> [What you should do] Every line from the top of the material through the line holding "use std::net::SocketAddr;" should be copied exactly, and only those lines.

> [Provided information]
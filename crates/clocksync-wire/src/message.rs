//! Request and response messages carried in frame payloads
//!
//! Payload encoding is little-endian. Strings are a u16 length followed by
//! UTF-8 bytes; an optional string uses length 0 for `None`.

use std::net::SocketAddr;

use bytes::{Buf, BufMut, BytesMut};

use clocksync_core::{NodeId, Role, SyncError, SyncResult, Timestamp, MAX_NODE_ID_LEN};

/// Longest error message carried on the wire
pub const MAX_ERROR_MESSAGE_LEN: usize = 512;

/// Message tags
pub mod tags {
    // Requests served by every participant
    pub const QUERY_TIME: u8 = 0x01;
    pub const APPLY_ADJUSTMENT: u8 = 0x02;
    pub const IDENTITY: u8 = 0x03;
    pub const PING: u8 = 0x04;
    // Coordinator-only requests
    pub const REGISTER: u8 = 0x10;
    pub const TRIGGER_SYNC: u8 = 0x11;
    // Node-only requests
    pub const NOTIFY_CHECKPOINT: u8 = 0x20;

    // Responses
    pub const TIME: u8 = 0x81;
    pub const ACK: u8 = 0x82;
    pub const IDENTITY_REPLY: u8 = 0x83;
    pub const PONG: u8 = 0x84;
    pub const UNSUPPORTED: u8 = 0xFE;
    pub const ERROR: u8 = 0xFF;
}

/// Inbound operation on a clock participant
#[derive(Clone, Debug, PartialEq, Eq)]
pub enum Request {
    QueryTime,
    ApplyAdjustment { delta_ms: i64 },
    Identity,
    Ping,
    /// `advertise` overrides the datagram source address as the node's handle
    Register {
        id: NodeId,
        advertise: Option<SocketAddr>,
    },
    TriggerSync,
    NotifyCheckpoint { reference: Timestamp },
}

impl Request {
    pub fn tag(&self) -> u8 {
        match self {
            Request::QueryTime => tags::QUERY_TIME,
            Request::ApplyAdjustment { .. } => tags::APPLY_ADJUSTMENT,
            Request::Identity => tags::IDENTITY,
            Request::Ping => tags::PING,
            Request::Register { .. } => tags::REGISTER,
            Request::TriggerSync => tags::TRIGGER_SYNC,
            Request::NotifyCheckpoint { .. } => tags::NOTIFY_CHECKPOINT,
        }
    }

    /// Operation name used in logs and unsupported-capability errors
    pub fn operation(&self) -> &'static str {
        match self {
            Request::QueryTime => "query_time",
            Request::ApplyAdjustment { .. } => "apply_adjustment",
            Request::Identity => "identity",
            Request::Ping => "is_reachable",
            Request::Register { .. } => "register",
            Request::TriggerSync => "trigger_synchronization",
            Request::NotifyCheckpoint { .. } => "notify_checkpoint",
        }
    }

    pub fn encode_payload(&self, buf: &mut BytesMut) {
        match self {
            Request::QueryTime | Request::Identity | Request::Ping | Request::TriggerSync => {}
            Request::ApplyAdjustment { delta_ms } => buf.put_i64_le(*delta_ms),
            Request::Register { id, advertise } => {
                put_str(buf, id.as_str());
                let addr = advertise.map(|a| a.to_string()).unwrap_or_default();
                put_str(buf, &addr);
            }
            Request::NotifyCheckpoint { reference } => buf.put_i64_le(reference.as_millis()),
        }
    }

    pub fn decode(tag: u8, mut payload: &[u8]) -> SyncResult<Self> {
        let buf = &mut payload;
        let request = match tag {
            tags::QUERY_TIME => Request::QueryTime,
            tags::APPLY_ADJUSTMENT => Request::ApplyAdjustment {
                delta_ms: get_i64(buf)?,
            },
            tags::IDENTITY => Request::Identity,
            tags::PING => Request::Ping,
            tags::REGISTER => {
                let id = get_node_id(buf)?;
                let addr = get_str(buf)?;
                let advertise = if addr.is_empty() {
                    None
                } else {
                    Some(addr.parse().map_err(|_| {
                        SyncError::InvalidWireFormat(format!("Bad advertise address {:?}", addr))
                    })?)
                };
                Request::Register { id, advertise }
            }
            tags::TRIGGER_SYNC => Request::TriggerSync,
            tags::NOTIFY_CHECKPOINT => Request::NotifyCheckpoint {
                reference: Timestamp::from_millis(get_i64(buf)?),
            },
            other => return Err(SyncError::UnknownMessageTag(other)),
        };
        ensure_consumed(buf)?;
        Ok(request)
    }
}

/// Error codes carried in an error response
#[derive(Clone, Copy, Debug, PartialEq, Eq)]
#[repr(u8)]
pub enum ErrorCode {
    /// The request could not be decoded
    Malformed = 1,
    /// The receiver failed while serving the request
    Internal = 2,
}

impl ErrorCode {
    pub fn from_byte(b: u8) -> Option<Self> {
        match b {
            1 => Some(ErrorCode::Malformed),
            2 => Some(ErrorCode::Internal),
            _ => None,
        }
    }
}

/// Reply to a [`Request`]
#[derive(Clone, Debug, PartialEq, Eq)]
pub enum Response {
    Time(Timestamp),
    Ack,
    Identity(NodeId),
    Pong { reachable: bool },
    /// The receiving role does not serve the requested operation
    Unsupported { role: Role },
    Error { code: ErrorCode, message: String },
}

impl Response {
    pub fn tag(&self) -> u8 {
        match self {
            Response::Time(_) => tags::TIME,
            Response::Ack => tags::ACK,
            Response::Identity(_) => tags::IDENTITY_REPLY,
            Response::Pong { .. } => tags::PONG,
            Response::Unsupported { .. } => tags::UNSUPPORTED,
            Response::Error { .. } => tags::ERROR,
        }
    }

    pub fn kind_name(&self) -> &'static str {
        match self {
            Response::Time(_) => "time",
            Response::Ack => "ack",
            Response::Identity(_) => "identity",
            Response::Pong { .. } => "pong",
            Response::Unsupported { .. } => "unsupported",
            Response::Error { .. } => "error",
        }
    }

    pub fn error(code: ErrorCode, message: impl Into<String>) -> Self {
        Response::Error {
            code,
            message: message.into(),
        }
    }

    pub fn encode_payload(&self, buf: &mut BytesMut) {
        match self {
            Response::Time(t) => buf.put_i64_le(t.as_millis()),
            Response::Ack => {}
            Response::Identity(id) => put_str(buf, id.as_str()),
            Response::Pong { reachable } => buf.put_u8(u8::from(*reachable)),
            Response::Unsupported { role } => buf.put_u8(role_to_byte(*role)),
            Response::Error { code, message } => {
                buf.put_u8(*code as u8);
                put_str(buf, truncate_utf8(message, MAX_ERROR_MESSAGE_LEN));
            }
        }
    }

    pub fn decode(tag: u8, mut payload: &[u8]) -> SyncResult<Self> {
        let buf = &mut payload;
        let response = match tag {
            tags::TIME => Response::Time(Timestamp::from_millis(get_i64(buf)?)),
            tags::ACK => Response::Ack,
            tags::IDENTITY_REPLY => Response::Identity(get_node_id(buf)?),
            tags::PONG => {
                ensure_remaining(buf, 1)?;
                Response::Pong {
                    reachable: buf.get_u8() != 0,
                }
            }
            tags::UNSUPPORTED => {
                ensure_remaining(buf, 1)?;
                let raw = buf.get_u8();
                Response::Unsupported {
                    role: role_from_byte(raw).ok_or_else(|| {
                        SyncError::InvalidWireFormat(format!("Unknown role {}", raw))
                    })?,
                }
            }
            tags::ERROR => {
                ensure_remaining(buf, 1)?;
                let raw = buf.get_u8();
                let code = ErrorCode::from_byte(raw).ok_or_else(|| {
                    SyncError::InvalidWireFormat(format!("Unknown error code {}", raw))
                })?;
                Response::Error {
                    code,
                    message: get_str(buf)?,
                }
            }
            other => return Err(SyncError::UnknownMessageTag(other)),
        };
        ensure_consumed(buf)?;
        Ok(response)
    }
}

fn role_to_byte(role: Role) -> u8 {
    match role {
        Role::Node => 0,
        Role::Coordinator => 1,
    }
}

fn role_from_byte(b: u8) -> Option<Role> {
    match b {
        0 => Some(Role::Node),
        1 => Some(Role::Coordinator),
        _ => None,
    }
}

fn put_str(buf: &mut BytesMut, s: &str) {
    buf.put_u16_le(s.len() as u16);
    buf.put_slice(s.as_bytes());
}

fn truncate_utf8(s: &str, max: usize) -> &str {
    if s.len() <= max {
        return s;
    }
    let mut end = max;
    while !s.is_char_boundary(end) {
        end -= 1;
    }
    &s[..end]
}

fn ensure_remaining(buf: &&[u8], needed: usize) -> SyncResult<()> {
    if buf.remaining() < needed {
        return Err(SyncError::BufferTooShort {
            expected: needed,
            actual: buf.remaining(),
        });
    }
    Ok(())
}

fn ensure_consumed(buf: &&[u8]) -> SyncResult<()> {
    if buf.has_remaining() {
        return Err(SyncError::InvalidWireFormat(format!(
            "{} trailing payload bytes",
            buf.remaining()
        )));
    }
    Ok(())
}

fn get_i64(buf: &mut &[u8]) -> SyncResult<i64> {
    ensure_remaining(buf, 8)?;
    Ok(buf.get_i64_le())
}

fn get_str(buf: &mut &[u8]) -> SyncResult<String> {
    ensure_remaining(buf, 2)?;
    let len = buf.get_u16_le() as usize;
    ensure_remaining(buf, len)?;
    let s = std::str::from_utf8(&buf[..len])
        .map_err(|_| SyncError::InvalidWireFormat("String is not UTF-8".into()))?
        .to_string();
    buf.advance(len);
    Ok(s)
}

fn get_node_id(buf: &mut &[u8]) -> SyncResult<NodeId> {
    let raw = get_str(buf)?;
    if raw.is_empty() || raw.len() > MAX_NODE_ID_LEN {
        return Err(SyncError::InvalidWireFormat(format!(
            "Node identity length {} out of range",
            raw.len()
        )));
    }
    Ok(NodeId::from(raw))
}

> [Completed task]
filename crates/clocksync-wire/src/message.rs
//! Request and response messages carried in frame payloads
//!
//! Payload encoding is little-endian. Strings are a u16 length followed by
//! UTF-8 bytes; an optional string uses length 0 for `None`.

use std::net::SocketAddr;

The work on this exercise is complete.